» **Problem**:
Take the data below and extract the lines from the one with "repository 17e4753c0f33c938" to the one with "size: usize, max: usize", inclusive, exactly as written.

________________________________________

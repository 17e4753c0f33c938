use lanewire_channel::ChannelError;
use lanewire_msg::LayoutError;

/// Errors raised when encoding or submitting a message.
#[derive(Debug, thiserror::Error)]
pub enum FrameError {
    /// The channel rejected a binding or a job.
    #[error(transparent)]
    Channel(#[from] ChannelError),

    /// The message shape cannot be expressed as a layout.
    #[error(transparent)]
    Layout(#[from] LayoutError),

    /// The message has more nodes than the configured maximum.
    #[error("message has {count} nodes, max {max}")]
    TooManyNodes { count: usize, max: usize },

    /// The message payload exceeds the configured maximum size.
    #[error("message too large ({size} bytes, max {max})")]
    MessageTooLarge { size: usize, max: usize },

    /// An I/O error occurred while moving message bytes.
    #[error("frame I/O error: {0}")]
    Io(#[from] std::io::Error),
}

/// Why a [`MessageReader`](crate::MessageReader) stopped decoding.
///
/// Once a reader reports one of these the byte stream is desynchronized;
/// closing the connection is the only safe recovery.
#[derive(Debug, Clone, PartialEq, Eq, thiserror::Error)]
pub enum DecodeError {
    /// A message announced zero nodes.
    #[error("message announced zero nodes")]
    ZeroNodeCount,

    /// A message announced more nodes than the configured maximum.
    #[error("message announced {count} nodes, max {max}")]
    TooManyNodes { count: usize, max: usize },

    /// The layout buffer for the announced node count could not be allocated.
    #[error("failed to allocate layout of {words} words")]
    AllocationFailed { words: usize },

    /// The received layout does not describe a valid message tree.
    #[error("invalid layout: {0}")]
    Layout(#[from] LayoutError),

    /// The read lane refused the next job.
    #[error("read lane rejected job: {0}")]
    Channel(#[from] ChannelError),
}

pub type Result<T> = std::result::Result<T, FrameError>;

________________________________________

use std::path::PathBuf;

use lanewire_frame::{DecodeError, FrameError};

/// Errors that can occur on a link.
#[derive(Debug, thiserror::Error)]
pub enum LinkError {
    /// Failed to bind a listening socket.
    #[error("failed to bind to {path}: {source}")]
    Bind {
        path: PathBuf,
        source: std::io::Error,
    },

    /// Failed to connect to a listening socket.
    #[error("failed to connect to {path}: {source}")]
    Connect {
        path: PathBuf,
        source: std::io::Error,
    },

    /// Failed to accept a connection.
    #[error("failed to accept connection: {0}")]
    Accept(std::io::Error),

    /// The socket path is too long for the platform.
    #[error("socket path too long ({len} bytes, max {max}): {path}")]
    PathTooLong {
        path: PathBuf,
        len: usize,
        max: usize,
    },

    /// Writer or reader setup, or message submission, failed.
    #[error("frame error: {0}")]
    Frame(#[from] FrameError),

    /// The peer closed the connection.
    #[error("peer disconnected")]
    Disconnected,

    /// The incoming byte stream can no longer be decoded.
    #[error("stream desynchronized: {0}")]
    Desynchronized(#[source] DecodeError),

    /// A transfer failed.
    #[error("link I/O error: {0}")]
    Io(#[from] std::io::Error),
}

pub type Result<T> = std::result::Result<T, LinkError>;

________________________________________

» **Exercise result**:
repository 17e4753c0f33c938
use lanewire_channel::ChannelError;
use lanewire_msg::LayoutError;

/// Errors raised when encoding or submitting a message.
#[derive(Debug, thiserror::Error)]
pub enum FrameError {
    /// The channel rejected a binding or a job.
    #[error(transparent)]
    Channel(#[from] ChannelError),

    /// The message shape cannot be expressed as a layout.
    #[error(transparent)]
    Layout(#[from] LayoutError),

    /// The message has more nodes than the configured maximum.
    #[error("message has {count} nodes, max {max}")]
    TooManyNodes { count: usize, max: usize },

    /// The message payload exceeds the configured maximum size.
    #[error("message too large ({size} bytes, max {max})")]
    MessageTooLarge { size: usize, max: usize },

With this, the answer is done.